= Laffing Time =

1959 film by Alf Goulding

Laffing Time is a 1959 American film starring Gloria Jean and El Brendel and directed by Alf Goulding. The film's producer, Edward Finney, also took the leading comic role, under the pseudonym "Eddie Finn."

==Plot==
Well-meaning but clumsy husband Musty Suffer lives with his wife Sally and his tough-talking mother-in-law. His Swedish-dialect pal is next-door neighbor Efrem Blobbs. Musty and Blobbs plan an elaborate birthday party for Musty's daughters Betsy and Netsy. When the tax collector takes Musty's handy money, Musty and Blobbs stage the party themselves.
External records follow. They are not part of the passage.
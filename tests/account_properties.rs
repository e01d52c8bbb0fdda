use bank_account::{Account, AccountPolicy, Rejection};
use proptest::prelude::*;
use rust_decimal::Decimal;

/// Amounts with up to four decimal places, as the CLI would read them.
fn amount() -> impl Strategy<Value = Decimal> {
    (1i64..100_000_000i64).prop_map(|minor| Decimal::new(minor, 4))
}

fn non_positive() -> impl Strategy<Value = Decimal> {
    (-100_000_000i64..=0i64).prop_map(|minor| Decimal::new(minor, 4))
}

fn balance() -> impl Strategy<Value = Decimal> {
    (0i64..1_000_000_000i64).prop_map(|minor| Decimal::new(minor, 4))
}

proptest! {
    #![proptest_config(ProptestConfig {
        cases: 256,
        ..ProptestConfig::default()
    })]

    #[test]
    fn construction_accepts_any_non_negative_balance(initial in balance()) {
        let acc = Account::new("holder", initial).unwrap();
        prop_assert!(acc.is_active());
        prop_assert_eq!(acc.balance(), initial);
    }

    #[test]
    fn construction_rejects_any_negative_balance(minor in 1i64..1_000_000_000i64) {
        prop_assert!(Account::new("holder", Decimal::new(-minor, 4)).is_err());
    }

    #[test]
    fn deposit_adds_exact_amount(initial in balance(), amount in amount()) {
        let mut acc = Account::new("holder", initial).unwrap();
        prop_assert!(acc.deposit(amount).is_ok());
        prop_assert_eq!(acc.balance(), initial + amount);
        prop_assert_eq!(acc.withdrawn_today(), Decimal::ZERO);
    }

    #[test]
    fn non_positive_amounts_change_nothing(initial in balance(), amount in non_positive()) {
        let mut acc = Account::new("holder", initial).unwrap();
        let before = acc.clone();
        prop_assert_eq!(acc.deposit(amount), Err(Rejection::NonPositiveAmount(amount)));
        prop_assert_eq!(acc.withdraw(amount), Err(Rejection::NonPositiveAmount(amount)));
        prop_assert_eq!(&acc, &before);
    }

    #[test]
    fn withdraw_succeeds_exactly_within_balance_and_limit(
        initial in balance(),
        already in 0i64..=1000i64,
        amount in amount(),
    ) {
        let mut acc = Account::new("holder", initial + Decimal::from(already)).unwrap();
        if already > 0 {
            acc.withdraw(Decimal::from(already)).unwrap();
        }
        let before = acc.clone();

        let allowed = amount <= acc.balance()
            && acc.withdrawn_today() + amount <= acc.daily_limit();

        match acc.withdraw(amount) {
            Ok(()) => {
                prop_assert!(allowed);
                prop_assert_eq!(acc.balance(), before.balance() - amount);
                prop_assert_eq!(acc.withdrawn_today(), before.withdrawn_today() + amount);
            }
            Err(_) => {
                prop_assert!(!allowed);
                prop_assert_eq!(&acc, &before);
            }
        }
        prop_assert!(acc.withdrawn_today() <= acc.daily_limit());
    }

    #[test]
    fn deposit_then_withdraw_restores_balance(initial in balance(), minor in 1i64..=10_000_000i64) {
        let amount = Decimal::new(minor, 4);
        let mut acc = Account::new("holder", initial).unwrap();
        acc.deposit(amount).unwrap();
        acc.withdraw(amount).unwrap();
        prop_assert_eq!(acc.balance(), initial);
    }

    #[test]
    fn transfer_conserves_total(
        source in balance(),
        destination in balance(),
        amount in amount(),
    ) {
        let mut src = Account::new("source", source).unwrap();
        let mut dst = Account::new("destination", destination).unwrap();

        let res = src.transfer(&mut dst, amount);

        prop_assert_eq!(src.balance() + dst.balance(), source + destination);
        if res.is_ok() {
            prop_assert_eq!(dst.balance(), destination + amount);
        } else {
            prop_assert_eq!(src.balance(), source);
            prop_assert_eq!(dst.balance(), destination);
        }
    }

    #[test]
    fn closed_account_rejects_every_mutation(amount in amount()) {
        let mut acc = Account::new("holder", Decimal::ZERO).unwrap();
        acc.close().unwrap();
        let mut other = Account::new("other", Decimal::from(5000)).unwrap();

        prop_assert_eq!(acc.deposit(amount), Err(Rejection::Inactive));
        prop_assert_eq!(acc.withdraw(amount), Err(Rejection::Inactive));
        prop_assert_eq!(acc.transfer(&mut other, amount), Err(Rejection::Inactive));
        prop_assert_eq!(other.transfer(&mut acc, amount), Err(Rejection::DestinationInactive));
        prop_assert_eq!(acc.balance(), Decimal::ZERO);
        prop_assert_eq!(other.balance(), Decimal::from(5000));
    }

    #[test]
    fn deposit_past_decimal_range_changes_nothing(
        headroom in 0i64..1_000_000i64,
        excess in 1i64..1_000_000i64,
    ) {
        let mut acc = Account::new("holder", Decimal::MAX - Decimal::from(headroom)).unwrap();
        let before = acc.clone();
        let amount = Decimal::from(headroom + excess);

        let res = acc.deposit(amount);
        prop_assert!(matches!(res, Err(Rejection::BalanceOverflow { .. })), "expected BalanceOverflow, got {:?}", res);
        prop_assert_eq!(&acc, &before);
    }

    #[test]
    fn withdrawn_total_past_decimal_range_changes_nothing(
        headroom in 0i64..1_000_000i64,
        excess in 1i64..1_000_000i64,
    ) {
        let policy = AccountPolicy::new(Decimal::MAX).unwrap();
        let mut acc = Account::with_policy("holder", Decimal::MAX, policy).unwrap();
        let first = Decimal::MAX - Decimal::from(headroom);
        acc.withdraw(first).unwrap();
        acc.deposit(first).unwrap();
        let before = acc.clone();

        let res = acc.withdraw(Decimal::from(headroom + excess));
        prop_assert!(matches!(res, Err(Rejection::DailyLimitExceeded { .. })), "expected DailyLimitExceeded, got {:?}", res);
        prop_assert_eq!(&acc, &before);
    }

    #[test]
    fn transfer_into_full_destination_restores_source(
        headroom in 0i64..500i64,
        excess in 1i64..500i64,
    ) {
        let mut src = Account::new("source", Decimal::from(5000)).unwrap();
        let mut dst = Account::new("destination", Decimal::MAX - Decimal::from(headroom)).unwrap();
        let amount = Decimal::from(headroom + excess);

        prop_assert_eq!(src.transfer(&mut dst, amount), Err(Rejection::RolledBack(amount)));
        prop_assert_eq!(src.balance(), Decimal::from(5000));
        prop_assert_eq!(src.withdrawn_today(), amount);
        prop_assert_eq!(dst.balance(), Decimal::MAX - Decimal::from(headroom));
    }
}
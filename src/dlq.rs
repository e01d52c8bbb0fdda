use crate::domain::{DeadLetterQueue, Error};

/// Reports failed operations on stderr, leaving stdout to the account output.
#[derive(Default, Debug)]
pub struct StdErrDLQ {}

impl DeadLetterQueue for StdErrDLQ {
    fn report(&self, error: &Error) {
        match error {
            Error::Rejected { holder, reason } => {
                tracing::debug!(holder = %holder, %reason, "operation rejected");
                eprintln!("DLQ Report - Rejected for {}: {}", holder, reason);
            }
            other => {
                tracing::debug!(error = %other, "operation failed");
                eprintln!("DLQ Report - Error: {}", other);
            }
        }
    }
}
pub mod account;
pub mod error;
pub mod operation;
pub mod policy;
pub mod shared;
pub mod traits;

pub use account::Account;
pub use error::{Error, Rejection};
pub use operation::{Operation, OperationKind};
pub use policy::AccountPolicy;
pub use shared::SharedAccount;
pub use traits::{AccountRepository, DeadLetterQueue, DepositTarget, OperationStream};
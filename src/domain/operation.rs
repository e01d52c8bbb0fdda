use rust_decimal::Decimal;

#[derive(Debug, Clone, PartialEq, Eq)]
pub enum OperationKind {
    Open { initial_balance: Decimal },
    Deposit { amount: Decimal },
    Withdraw { amount: Decimal },
    Transfer { amount: Decimal, destination: String },
    Close,
    ResetDailyWithdrawal,
}

#[derive(Debug, Clone, PartialEq, Eq)]
pub struct Operation {
    pub kind: OperationKind,
    pub holder: String,
}

impl core::fmt::Display for Operation {
    fn fmt(&self, f: &mut core::fmt::Formatter<'_>) -> core::fmt::Result {
        match &self.kind {
            OperationKind::Open { initial_balance } => {
                write!(f, "open,holder={},amount={}", self.holder, initial_balance)
            }
            OperationKind::Deposit { amount } => {
                write!(f, "deposit,holder={},amount={}", self.holder, amount)
            }
            OperationKind::Withdraw { amount } => {
                write!(f, "withdraw,holder={},amount={}", self.holder, amount)
            }
            OperationKind::Transfer {
                amount,
                destination,
            } => write!(
                f,
                "transfer,holder={},amount={},target={}",
                self.holder, amount, destination
            ),
            OperationKind::Close => write!(f, "close,holder={}", self.holder),
            OperationKind::ResetDailyWithdrawal => write!(f, "reset,holder={}", self.holder),
        }
    }
}
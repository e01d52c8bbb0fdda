use rust_decimal::Decimal;

use crate::domain::Error;

/// Per-account limits fixed at construction time.
#[derive(Debug, Clone, Copy, PartialEq, Eq)]
pub struct AccountPolicy {
    daily_limit: Decimal,
}

impl AccountPolicy {
    pub const DEFAULT_DAILY_LIMIT: Decimal = Decimal::ONE_THOUSAND;

    pub fn new(daily_limit: Decimal) -> Result<Self, Error> {
        if daily_limit < Decimal::ZERO {
            return Err(Error::InvalidArgument(format!(
                "Daily limit cannot be negative: {}",
                daily_limit
            )));
        }

        Ok(Self { daily_limit })
    }

    pub fn daily_limit(&self) -> Decimal {
        self.daily_limit
    }
}

impl Default for AccountPolicy {
    fn default() -> Self {
        Self {
            daily_limit: Self::DEFAULT_DAILY_LIMIT,
        }
    }
}
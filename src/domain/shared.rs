//! Thread-safe handle to an [`Account`].
//!
//! Every operation holds the account's lock for its whole duration. Transfers
//! lock both accounts in ascending id order, so two transfers running in
//! opposite directions cannot deadlock.

use std::sync::Arc;
use std::sync::atomic::{AtomicU64, Ordering};

use parking_lot::{Mutex, MutexGuard};
use rust_decimal::Decimal;

use crate::domain::{Account, Rejection};

static NEXT_ID: AtomicU64 = AtomicU64::new(1);

#[derive(Debug, Clone)]
pub struct SharedAccount {
    id: u64,
    inner: Arc<Mutex<Account>>,
}

impl SharedAccount {
    pub fn new(account: Account) -> Self {
        Self {
            id: NEXT_ID.fetch_add(1, Ordering::Relaxed),
            inner: Arc::new(Mutex::new(account)),
        }
    }

    pub fn id(&self) -> u64 {
        self.id
    }

    pub fn lock(&self) -> MutexGuard<'_, Account> {
        self.inner.lock()
    }

    pub fn holder(&self) -> String {
        self.lock().holder().to_owned()
    }

    pub fn balance(&self) -> Decimal {
        self.lock().balance()
    }

    pub fn is_active(&self) -> bool {
        self.lock().is_active()
    }

    pub fn withdrawn_today(&self) -> Decimal {
        self.lock().withdrawn_today()
    }

    pub fn deposit(&self, amount: Decimal) -> Result<(), Rejection> {
        self.lock().deposit(amount)
    }

    pub fn withdraw(&self, amount: Decimal) -> Result<(), Rejection> {
        self.lock().withdraw(amount)
    }

    pub fn close(&self) -> Result<(), Rejection> {
        self.lock().close()
    }

    pub fn reset_daily_withdrawal(&self) {
        self.lock().reset_daily_withdrawal()
    }

    pub fn transfer(&self, destination: &SharedAccount, amount: Decimal) -> Result<(), Rejection> {
        if self.id == destination.id {
            // Same account on both sides: one lock, debit then credit.
            let mut account = self.lock();
            account.withdraw(amount)?;
            return account.deposit(amount);
        }

        let (mut source, mut target) = if self.id < destination.id {
            let source = self.lock();
            let target = destination.lock();
            (source, target)
        } else {
            let target = destination.lock();
            let source = self.lock();
            (source, target)
        };

        source.transfer(&mut *target, amount)
    }
}

impl From<Account> for SharedAccount {
    fn from(account: Account) -> Self {
        Self::new(account)
    }
}
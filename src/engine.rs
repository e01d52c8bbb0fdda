use crate::domain::{
    Account, AccountPolicy, Error, Operation, OperationKind, SharedAccount,
    traits::{AccountRepository, DeadLetterQueue, OperationStream},
};

use futures::StreamExt;
use tracing::{debug, info};

#[derive(Debug)]
pub struct Engine<I, O, D>
where
    I: OperationStream,
    O: AccountRepository,
    D: DeadLetterQueue,
{
    ingestion: I,
    output_repository: O,
    dlq: D,
    policy: AccountPolicy,
}

impl<I, O, D> Engine<I, O, D>
where
    I: OperationStream,
    O: AccountRepository,
    D: DeadLetterQueue,
{
    pub fn new(ingestion: I, output_repository: O, dlq: D, policy: AccountPolicy) -> Self {
        Self {
            ingestion,
            output_repository,
            dlq,
            policy,
        }
    }

    pub async fn process(&mut self) -> Result<(), Error> {
        let mut ops = self.ingestion.stream();
        let (mut applied, mut failed) = (0usize, 0usize);

        while let Some(op) = ops.next().await {
            match op.and_then(|op| self.apply_operation(op)) {
                Ok(()) => applied += 1,
                Err(e) => {
                    failed += 1;
                    self.dlq.report(&e);
                }
            }
        }

        info!(applied, failed, "operations processed");
        Ok(())
    }

    fn apply_operation(&mut self, op: Operation) -> Result<(), Error> {
        debug!(%op, "applying");

        let result = match op.kind {
            OperationKind::Open { initial_balance } => {
                let account = Account::with_policy(op.holder.as_str(), initial_balance, self.policy)?;
                self.output_repository.open(account)?;
                return Ok(());
            }
            OperationKind::Deposit { amount } => self.account(&op.holder)?.deposit(amount),
            OperationKind::Withdraw { amount } => self.account(&op.holder)?.withdraw(amount),
            OperationKind::Transfer {
                amount,
                ref destination,
            } => {
                let source = self.account(&op.holder)?;
                let destination = self.account(destination)?;
                source.transfer(&destination, amount)
            }
            OperationKind::Close => self.account(&op.holder)?.close(),
            OperationKind::ResetDailyWithdrawal => {
                self.account(&op.holder)?.reset_daily_withdrawal();
                return Ok(());
            }
        };

        result.map_err(|reason| Error::Rejected {
            holder: op.holder,
            reason,
        })
    }

    fn account(&self, holder: &str) -> Result<SharedAccount, Error> {
        self.output_repository
            .get(holder)
            .ok_or_else(|| Error::Engine(format!("Unknown account holder: {}", holder)))
    }

    pub fn output_repository(&self) -> &O {
        &self.output_repository
    }

    pub fn dlq(&self) -> &D {
        &self.dlq
    }

    pub fn flush(&mut self) -> Result<(), Error> {
        self.output_repository.flush()
    }
}
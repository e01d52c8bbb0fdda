pub mod dlq;
pub mod domain;
pub mod engine;
pub mod ingestion;
pub mod output_repository;

pub use domain::{Account, AccountPolicy, Error, Rejection, SharedAccount};
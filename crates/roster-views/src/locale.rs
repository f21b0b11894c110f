//! Localized (Hebrew) user-facing messages.
//!
//! Every error the pipeline can produce maps to one message for the single
//! error region. Load failures are context-sensitive: a page opened straight
//! from local files (no HTTP server) gets different wording than a normal
//! network failure, because "reload" will not help there.

use crate::ViewError;

/// Message for the error region when page rendering fails.
#[must_use]
pub fn view_error_message(err: &ViewError) -> &'static str {
    match err {
        ViewError::MissingParameter(_) => "חסר פרמטר בכתובת הדף",
        ViewError::GradeNotFound(_) => "השכבה המבוקשת לא נמצאה",
        ViewError::GroupNotFound { .. } => "ההקבצה המבוקשת לא נמצאה",
        ViewError::UnsupportedPage(_) => "סוג הדף אינו נתמך",
    }
}

/// Message for the error region when loading the documents fails.
///
/// `local_file` is true when the page is being accessed directly from local
/// storage rather than through an HTTP server.
#[must_use]
pub fn load_error_message(local_file: bool) -> &'static str {
    if local_file {
        "הדפים נפתחו ישירות מהקבצים המקומיים. יש להפעיל שרת מקומי כדי לטעון את הנתונים."
    } else {
        "אירעה שגיאה בטעינת הנתונים. נסו לרענן את הדף."
    }
}

#[cfg(test)]
mod tests {
    use super::*;

    #[test]
    fn test_every_view_error_has_a_message() {
        let errors = [
            ViewError::MissingParameter("g"),
            ViewError::GradeNotFound("x".to_owned()),
            ViewError::GroupNotFound {
                grade: "z".to_owned(),
                id: "nope".to_owned(),
            },
            ViewError::UnsupportedPage("teachers".to_owned()),
        ];
        for err in &errors {
            assert!(!view_error_message(err).is_empty());
        }
    }

    #[test]
    fn test_grade_and_group_messages_differ() {
        let grade = view_error_message(&ViewError::GradeNotFound("x".to_owned()));
        let group = view_error_message(&ViewError::GroupNotFound {
            grade: "z".to_owned(),
            id: "nope".to_owned(),
        });
        assert_ne!(grade, group);
    }

    #[test]
    fn test_load_messages_depend_on_context() {
        assert_ne!(load_error_message(true), load_error_message(false));
    }
}
//! Roster data model for the school site.
//!
//! This crate provides the two documents the site consumes:
//! - [`SiteInfo`]: display strings from `config.json`
//! - [`Roster`]: the grade → group → student tree from `data.json`
//!
//! Both documents are produced by an external generation step and are
//! read-only from the consumer's perspective. Student counts are always
//! derived from the `students` sequences, never stored redundantly.

pub(crate) mod roster;

pub use roster::{Grade, Group, ModelError, Roster, SiteInfo};
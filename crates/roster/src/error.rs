//! CLI error types.

use roster_config::ConfigError;
use roster_fetch::FetchError;
use roster_model::ModelError;
use roster_views::ViewError;

/// CLI error type.
#[derive(Debug, thiserror::Error)]
pub(crate) enum CliError {
    #[error("{0}")]
    Config(#[from] ConfigError),

    #[error("{0}")]
    Io(#[from] std::io::Error),

    #[error("{0}")]
    Load(#[from] FetchError),

    #[error("{0}")]
    View(#[from] ViewError),

    #[error("{0}")]
    Model(#[from] ModelError),
}
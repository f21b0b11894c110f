//! HTTP fetcher for the roster document pair.
//!
//! The site consumes exactly two JSON documents: `config.json` (display
//! strings) and `data.json` (the roster tree). [`DocumentClient`] loads the
//! pair as one unit:
//!
//! - The injected cache bucket is checked first; a fresh entry skips the
//!   network entirely.
//! - Otherwise both documents are requested concurrently and joined before
//!   anything proceeds. Both must succeed or the whole load fails — there is
//!   no partial result with only one document.
//! - Non-success status and transport errors (including the request
//!   timeout) are [`FetchError::Fetch`]; invalid JSON is the distinct
//!   [`FetchError::Parse`].
//! - On success the parsed pair is written back to the cache best-effort.
//!
//! A cache-busting token is appended to each URL so intermediate caches are
//! bypassed. The token is derived from the current 10-minute window, so it
//! stays stable long enough for prefetched resources to remain cache-hits.

mod token;

pub use token::{BUST_WINDOW_SECS, bust_token, bust_url};

use std::time::{Duration, SystemTime};

use serde::de::DeserializeOwned;
use serde::{Deserialize, Serialize};
use ureq::Agent;

use roster_cache::{CacheBucket, CacheBucketExt};
use roster_model::{Roster, SiteInfo};

/// Request watchdog: any request exceeding this duration is aborted and the
/// abort is reported as a fetch failure.
pub const FETCH_TIMEOUT: Duration = Duration::from_secs(12);

/// Cache key for the parsed document pair.
const BUNDLE_KEY: &str = "bundle";

/// The parsed document pair.
#[derive(Clone, Debug, PartialEq, Eq, Serialize, Deserialize)]
pub struct RosterBundle {
    /// Parsed `config.json`.
    pub site: SiteInfo,
    /// Parsed `data.json`.
    pub roster: Roster,
}

/// Document loading error.
#[derive(Debug, thiserror::Error)]
pub enum FetchError {
    /// A document could not be retrieved (transport error, timeout, or
    /// non-success status).
    #[error("fetch failed for {url}: {reason}")]
    Fetch {
        /// Requested URL (without the cache-bust token).
        url: String,
        /// Transport or status detail.
        reason: String,
    },
    /// A retrieved document was not valid JSON for its expected shape.
    #[error("parse failed for {url}: {reason}")]
    Parse {
        /// Requested URL (without the cache-bust token).
        url: String,
        /// Deserialization detail.
        reason: String,
    },
}

/// Create an HTTP agent with the given global timeout.
///
/// Status errors are handled by the caller, not turned into transport
/// errors, so a 404 body can be reported alongside the status.
fn create_agent(timeout: Duration) -> Agent {
    Agent::config_builder()
        .timeout_global(Some(timeout))
        .http_status_as_error(false)
        .build()
        .into()
}

/// Client for the config/data document pair.
pub struct DocumentClient {
    agent: Agent,
    config_url: String,
    data_url: String,
}

impl DocumentClient {
    /// Create a client for the two document URLs with the default
    /// [`FETCH_TIMEOUT`].
    #[must_use]
    pub fn new(config_url: impl Into<String>, data_url: impl Into<String>) -> Self {
        Self::with_timeout(config_url, data_url, FETCH_TIMEOUT)
    }

    /// Create a client with an explicit request timeout.
    #[must_use]
    pub fn with_timeout(
        config_url: impl Into<String>,
        data_url: impl Into<String>,
        timeout: Duration,
    ) -> Self {
        Self {
            agent: create_agent(timeout),
            config_url: config_url.into(),
            data_url: data_url.into(),
        }
    }

    /// Load the document pair, cache-first.
    ///
    /// `now` is the caller's clock; it drives both cache expiry and the
    /// cache-bust window.
    ///
    /// # Errors
    ///
    /// Returns [`FetchError::Fetch`] if either request fails and
    /// [`FetchError::Parse`] if either body is not a valid document.
    pub fn load(
        &self,
        cache: &dyn CacheBucket,
        now: SystemTime,
    ) -> Result<RosterBundle, FetchError> {
        if let Some(bundle) = cache.get_json::<RosterBundle>(BUNDLE_KEY, now) {
            tracing::debug!("document pair served from cache");
            return Ok(bundle);
        }

        let token = bust_token(now);
        let (site, roster) = rayon::join(
            || self.fetch_json::<SiteInfo>(&self.config_url, &token),
            || self.fetch_json::<Roster>(&self.data_url, &token),
        );

        let bundle = RosterBundle {
            site: site?,
            roster: roster?,
        };

        // Best-effort write-back; a failed write is not an error
        cache.set_json(BUNDLE_KEY, &bundle, now);

        Ok(bundle)
    }

    /// Fetch one URL (with the bust token appended) and parse its body.
    fn fetch_json<T: DeserializeOwned>(&self, url: &str, token: &str) -> Result<T, FetchError> {
        let busted = bust_url(url, token);

        let response = self.agent.get(&busted).call().map_err(|e| {
            tracing::warn!(url, error = %e, "document request failed");
            FetchError::Fetch {
                url: url.to_owned(),
                reason: e.to_string(),
            }
        })?;

        let status = response.status().as_u16();
        let mut body = response.into_body();

        if !(200..300).contains(&status) {
            return Err(FetchError::Fetch {
                url: url.to_owned(),
                reason: format!("HTTP {status}"),
            });
        }

        let text = body.read_to_string().map_err(|e| FetchError::Fetch {
            url: url.to_owned(),
            reason: e.to_string(),
        })?;

        serde_json::from_str(&text).map_err(|e| FetchError::Parse {
            url: url.to_owned(),
            reason: e.to_string(),
        })
    }
}

#[cfg(test)]
mod tests {
    use pretty_assertions::assert_eq;

    use roster_cache::{Cache, MemoryCache};
    use roster_model::Grade;

    use super::*;

    fn at(secs: u64) -> SystemTime {
        SystemTime::UNIX_EPOCH + Duration::from_secs(secs)
    }

    fn sample_bundle() -> RosterBundle {
        RosterBundle {
            site: SiteInfo {
                title: "בית ספר".to_owned(),
                subtitle: "הקבצות".to_owned(),
                managed_by: "רכזת".to_owned(),
            },
            roster: Roster {
                grades: vec![Grade {
                    key: "z".to_owned(),
                    label: "שכבה ז".to_owned(),
                    groups: vec![],
                }],
            },
        }
    }

    #[test]
    fn test_load_serves_fresh_cache_without_network() {
        // Unresolvable URLs: the test fails loudly if load touches them
        let client = DocumentClient::new("http://invalid.test/config.json", "http://invalid.test/data.json");
        let cache = MemoryCache::new(600);
        let bucket = cache.bucket("documents");
        bucket.set_json(BUNDLE_KEY, &sample_bundle(), at(1_000));

        let bundle = client.load(bucket.as_ref(), at(1_300)).unwrap();
        assert_eq!(bundle, sample_bundle());
    }

    #[test]
    fn test_load_ignores_expired_cache() {
        let client = DocumentClient::with_timeout(
            "http://invalid.test/config.json",
            "http://invalid.test/data.json",
            Duration::from_millis(50),
        );
        let cache = MemoryCache::new(600);
        let bucket = cache.bucket("documents");
        bucket.set_json(BUNDLE_KEY, &sample_bundle(), at(1_000));

        // Entry expired — the client must go to the network, which fails here
        let err = client.load(bucket.as_ref(), at(2_000)).unwrap_err();
        assert!(matches!(err, FetchError::Fetch { .. }));
    }

    #[test]
    fn test_fetch_failure_names_clean_url() {
        let client = DocumentClient::with_timeout(
            "http://invalid.test/config.json",
            "http://invalid.test/data.json",
            Duration::from_millis(50),
        );
        let cache = MemoryCache::new(600);
        let bucket = cache.bucket("documents");

        let err = client.load(bucket.as_ref(), at(1_000)).unwrap_err();
        let FetchError::Fetch { url, .. } = err else {
            panic!("expected fetch error, got {err}");
        };
        // Error reports the configured URL, not the busted one
        assert!(!url.contains("?v="), "url should not carry the bust token: {url}");
    }
}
Still in need of cash, Musty and his family hire on as servants for a society matron, whose important dinner party goes from bad to worse.

==History==
In 1959 producer Finney had seen a newspaper report that former singing star Gloria Jean was now working as a hostess, in a restaurant with Hollywood clientele. Finney had always been a Gloria Jean fan, and he sponsored her return to the screen. The finished film, edited by Finney himself, was retitled The Madcaps for release in 1964. Finney recut it and shot additional scenes for a new children's-matinee version, Tobo the Happy Clown (1966).